For TSX/JSX scripts using React’s automatic runtime, include an explicit import React from "https://..." so Lectic can resolve the implicit react/jsx-runtime / react/jsx-dev-runtime imports.
Bundled output is cached on disk under $LECTIC_CACHE/scripts/. The cache key includes the script contents, the Bun version, and an internal plugin version. Delete that directory to force a re-bundle.
Note: remote imports are treated as pinned by URL. Changes on the remote server will not invalidate the cache automatically.
Prefer versioned URLs so builds are reproducible. For example, when using esm.sh, import react@18.3.1 instead of react:
import React from "https://esm.sh/react@18.3.1"

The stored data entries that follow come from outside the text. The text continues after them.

//! Runs every basis through the generic scalar path with a forward-mode dual
//! number and checks that the propagated derivative slot matches the analytic
//! derivative evaluation.

use joint_bases::{
    BSplineBasis, Basis, BasisExpansion, ISplineBasis, MSplineBasis, NaturalSplineBasis,
    OrthPolyBasis, Scalar, SplineBasis,
};
use ndarray::array;
use num_traits::{One, Zero};
use std::cmp::Ordering;
use std::ops::{Add, AddAssign, Div, DivAssign, Mul, MulAssign, Neg, Sub, SubAssign};

/// Minimal forward-mode dual number: `re` is the primal value, `eps` the
/// derivative with respect to the seeded input. Comparisons use the primal
/// value only so branch selection matches the `f64` path.
#[derive(Clone, Copy, Debug)]
struct Dual {
    re: f64,
    eps: f64,
}

impl Dual {
    fn variable(value: f64) -> Self {
        Self { re: value, eps: 1.0 }
    }

    fn constant(value: f64) -> Self {
        Self { re: value, eps: 0.0 }
    }
}

impl PartialEq for Dual {
    fn eq(&self, other: &Self) -> bool {
        self.re == other.re
    }
}

impl PartialOrd for Dual {
    fn partial_cmp(&self, other: &Self) -> Option<Ordering> {
        self.re.partial_cmp(&other.re)
    }
}

impl Add for Dual {
    type Output = Self;
    fn add(self, rhs: Self) -> Self {
        Self {
            re: self.re + rhs.re,
            eps: self.eps + rhs.eps,
        }
    }
}

impl Sub for Dual {
    type Output = Self;
    fn sub(self, rhs: Self) -> Self {
        Self {
            re: self.re - rhs.re,
            eps: self.eps - rhs.eps,
        }
    }
}

impl Mul for Dual {
    type Output = Self;
    fn mul(self, rhs: Self) -> Self {
        Self {
            re: self.re * rhs.re,
            eps: self.re * rhs.eps + self.eps * rhs.re,
        }
    }
}

impl Div for Dual {
    type Output = Self;
    fn div(self, rhs: Self) -> Self {
        Self {
            re: self.re / rhs.re,
            eps: (self.eps * rhs.re - self.re * rhs.eps) / (rhs.re * rhs.re),
        }
    }
}

impl Neg for Dual {
    type Output = Self;
    fn neg(self) -> Self {
        Self {
            re: -self.re,
            eps: -self.eps,
        }
    }
}

impl AddAssign for Dual {
    fn add_assign(&mut self, rhs: Self) {
        *self = *self + rhs;
    }
}

impl SubAssign for Dual {
    fn sub_assign(&mut self, rhs: Self) {
        *self = *self - rhs;
    }
}

impl MulAssign for Dual {
    fn mul_assign(&mut self, rhs: Self) {
        *self = *self * rhs;
    }
}

impl DivAssign for Dual {
    fn div_assign(&mut self, rhs: Self) {
        *self = *self / rhs;
    }
}

impl Zero for Dual {
    fn zero() -> Self {
        Self::constant(0.0)
    }

    fn is_zero(&self) -> bool {
        self.re == 0.0 && self.eps == 0.0
    }
}

impl One for Dual {
    fn one() -> Self {
        Self::constant(1.0)
    }
}

impl Scalar for Dual {
    fn from_f64(value: f64) -> Self {
        Self::constant(value)
    }
}

/// Evaluates with the dual type and checks both slots against the plain
/// `f64` value and first-derivative evaluations.
fn assert_dual_matches(basis: &Basis, x: f64, tol: f64) {
    let n = basis.n_basis();
    let mut value = vec![0.0; n];
    let mut slope = vec![0.0; n];
    let mut scratch = vec![0.0; basis.n_scratch()];
    basis
        .evaluate(&mut value, &mut scratch, x, 0)
        .expect("value evaluation");
    basis
        .evaluate(&mut slope, &mut scratch, x, 1)
        .expect("derivative evaluation");

    let mut dual_out = vec![Dual::zero(); n];
    let mut dual_scratch = vec![Dual::zero(); basis.n_scratch()];
    basis
        .evaluate(&mut dual_out, &mut dual_scratch, Dual::variable(x), 0)
        .expect("dual evaluation");

    for i in 0..n {
        assert!(
            (dual_out[i].re - value[i]).abs() <= tol,
            "primal mismatch at x={x}, entry {i}: {} vs {}",
            dual_out[i].re,
            value[i]
        );
        assert!(
            (dual_out[i].eps - slope[i]).abs() <= tol,
            "derivative mismatch at x={x}, entry {i}: {} vs {}",
            dual_out[i].eps,
            slope[i]
        );
    }
}

#[test]
fn dual_derivatives_match_the_analytic_path_for_the_spline_core() {
    let basis: Basis = SplineBasis::new(
        array![0.0, 0.0, 0.0, 0.0, 0.3, 0.7, 1.0, 1.0, 1.0, 1.0],
        4,
    )
    .expect("valid")
    .into();
    for &x in &[0.1, 0.3, 0.55, 0.95] {
        assert_dual_matches(&basis, x, 1e-11);
    }
}

#[test]
fn dual_derivatives_match_inside_and_beyond_the_boundaries() {
    let basis: Basis = BSplineBasis::new((0.0, 1.0), array![0.4, 0.7], true, 4)
        .expect("valid")
        .into();
    for &x in &[0.2, 0.65, -0.8, 1.9] {
        assert_dual_matches(&basis, x, 1e-10);
    }
}

#[test]
fn dual_derivatives_match_for_the_natural_spline() {
    let basis: Basis = NaturalSplineBasis::new((0.0, 1.0), array![0.5], false, 4)
        .expect("valid")
        .into();
    for &x in &[0.15, 0.5, -1.2, 2.3] {
        assert_dual_matches(&basis, x, 1e-10);
    }
}

#[test]
fn dual_derivatives_match_for_the_monotone_family() {
    let ispline: Basis = ISplineBasis::new((0.0, 1.0), array![0.4, 0.7], true, 4)
        .expect("valid")
        .into();
    let mspline: Basis = MSplineBasis::new((0.0, 1.0), array![0.4, 0.7], true, 4)
        .expect("valid")
        .into();
    for &x in &[0.1, 0.45, 0.85] {
        assert_dual_matches(&ispline, x, 1e-10);
        assert_dual_matches(&mspline, x, 1e-10);
    }
}

#[test]
fn dual_derivatives_match_for_polynomials() {
    let raw: Basis = OrthPolyBasis::raw(3, true).into();
    let sample = array![-1.8, -1.0, -0.4, 0.0, 0.5, 1.1, 1.7, 2.5];
    let (fitted, _) = OrthPolyBasis::from_data(sample.view(), 3, false).expect("non-degenerate");
    let fitted: Basis = fitted.into();
    for &x in &[-1.5, 0.3, 2.0] {
        assert_dual_matches(&raw, x, 1e-10);
        assert_dual_matches(&fitted, x, 1e-9);
    }
}

#[test]
fn dual_antiderivative_slope_recovers_the_value() {
    let mut poly = OrthPolyBasis::raw(2, true);
    poly.set_lower_limit(-0.5);
    let basis: Basis = poly.into();
    let x = 1.25;

    let n = basis.n_basis();
    let mut value = vec![0.0; n];
    let mut scratch = vec![0.0; basis.n_scratch()];
    basis
        .evaluate(&mut value, &mut scratch, x, 0)
        .expect("value evaluation");

    // d/dx of the definite integral from the lower limit to x is the value.
    let mut dual_out = vec![Dual::zero(); n];
    let mut dual_scratch = vec![Dual::zero(); basis.n_scratch()];
    basis
        .evaluate(&mut dual_out, &mut dual_scratch, Dual::variable(x), -1)
        .expect("antiderivative evaluation");
    for i in 0..n {
        assert!(
            (dual_out[i].eps - value[i]).abs() <= 1e-12,
            "entry {i}: {} vs {}",
            dual_out[i].eps,
            value[i]
        );
    }
}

Create ~/.config/lectic/lectic-calc:
#!/usr/bin/env -S lectic script
const args = process.argv.slice(2);
if (args.length === 0) {
console.error("Usage: lectic calc <expression>");
process.exit(1);
}
// Access standard Lectic environment variables
const configDir = process.env.LECTIC_CONFIG;
try {
console.log(eval(args.join(" ")));
} catch (e) {
console.error("Error:", e.message);
}Make it executable and run:
lectic calc 1 + 2lectic script?
You get Bun’s full capabilities without installing Bun separately. This includes built-in YAML parsing, HTTP servers, SQLite, fetch, and much more. See Bun’s documentation for what’s available.
Because Lectic bundles your script first, you can also write self-contained TSX/JSX scripts that pull dependencies from explicit https://... imports.

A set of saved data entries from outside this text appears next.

use actix_web::{post, web, HttpRequest, HttpResponse};

use crate::{
    app_state::AppState,
    errors::AppError,
    middleware::get_request_id,
    models::dto::{request::StoryRequest, response::StoryResponse},
};

#[post("/generate_story")]
pub async fn generate_story(
    req: HttpRequest,
    state: web::Data<AppState>,
    request: web::Json<StoryRequest>,
) -> Result<HttpResponse, AppError> {
    let request_id = get_request_id(&req);
    log::info!("[{}] Generating story for {:?}", request_id, request.query);

    let story = state
        .story_service
        .story_for_topic(&request.query)
        .await
        .inspect_err(|e| log::error!("[{}] Story generation failed: {}", request_id, e))?;

    let images = state
        .image_service
        .synthesize_story_images(&story)
        .await
        .inspect_err(|e| log::error!("[{}] Story illustration failed: {}", request_id, e))?;

    log::info!(
        "[{}] Story ready: {} chars, {} images",
        request_id,
        story.len(),
        images.len()
    );

    Ok(HttpResponse::Ok().json(StoryResponse {
        success: true,
        story,
        images,
    }))
}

This is especially useful for writing more complex subcommands that would be awkward in Bash.
Environment Variables
Subcommands receive the standard set of Lectic environment variables:
LECTIC_CONFIG: Path to the configuration directory.LECTIC_DATA: Path to the data directory.LECTIC_CACHE: Path to the cache directory.LECTIC_STATE: Path to the state directory.LECTIC_TEMP: Path to the temporary directory.LECTIC_RUNTIME: Optional PATH-style directory list used for recursive subcommand discovery. If set, entries are searched before the default recursive roots (LECTIC_CONFIGandLECTIC_DATA).

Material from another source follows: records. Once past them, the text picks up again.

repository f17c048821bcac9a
pub mod prompts;
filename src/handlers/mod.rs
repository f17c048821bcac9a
pub mod image_handler;
pub mod quiz_handler;
pub mod story_handler;
pub mod system_handler;

use actix_web::{error::JsonPayloadError, web, HttpRequest};

use crate::errors::AppError;

pub use image_handler::generate_image;
pub use quiz_handler::get_quiz;
pub use story_handler::generate_story;
pub use system_handler::{health_check, root};

/// Registers every API route. Static files are mounted separately by the caller.
pub fn configure(cfg: &mut web::ServiceConfig) {
    cfg.app_data(
        web::JsonConfig::default()
            .content_type_required(false)
            .error_handler(json_error),
    )
        .service(root)
        .service(health_check)
        .service(generate_story)
        .service(generate_image)
        .service(get_quiz);
}

fn json_error(err: JsonPayloadError, _req: &HttpRequest) -> actix_web::Error {
    AppError::ValidationError(format!("Invalid request body: {}", err)).into()
}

These ensure your subcommands respect the user’s directory configuration.
Tab Completion
You can add tab completion for your custom subcommands. The completion system supports plugging in custom completion functions.
Installation
First, ensure you have enabled tab completion by sourcing the completion script in your shell configuration (e.g., ~/.bashrc):
source /path/to/lectic/extra/tab_complete/lectic_completion.bash(The path depends on how you installed Lectic. If you installed via Nix or an AppImage, you may need to locate this file in the repository or extract it.)
Adding Completions
To provide completions for a subcommand lectic-foo, create a bash script that defines a completion function and registers it.
The script can be placed in: 1. <recursive-root>/completions/ where recursive roots are, in order: - $LECTIC_RUNTIME entries (if set), then - $LECTIC_CONFIG and $LECTIC_DATA 2. Or alongside the executable itself, named lectic-foo.completion.bash.
Example:
Create $LECTIC_CONFIG/completions/foo.bash:
_lectic_complete_foo() {
local cur
cur="${COMP_WORDS[COMP_CWORD]}"
# Suggest 'bar' and 'baz'
COMPREPLY=( $(compgen -W "bar baz" -- "${cur}") )
}
# Register the function for the 'foo' subcommand
lectic_register_completion foo _lectic_complete_fooNow, typing lectic foo <TAB> will suggest bar and baz.
For performance, define completions in a separate .completion.bash file rather than inside the subcommand script itself. This allows the shell to load completions without executing the subcommand.
The completion loader mirrors runtime discovery: it scans recursive roots ($LECTIC_RUNTIME entries first when set, then $LECTIC_CONFIG and $LECTIC_DATA) and loads adjacent completion files from discovered commands.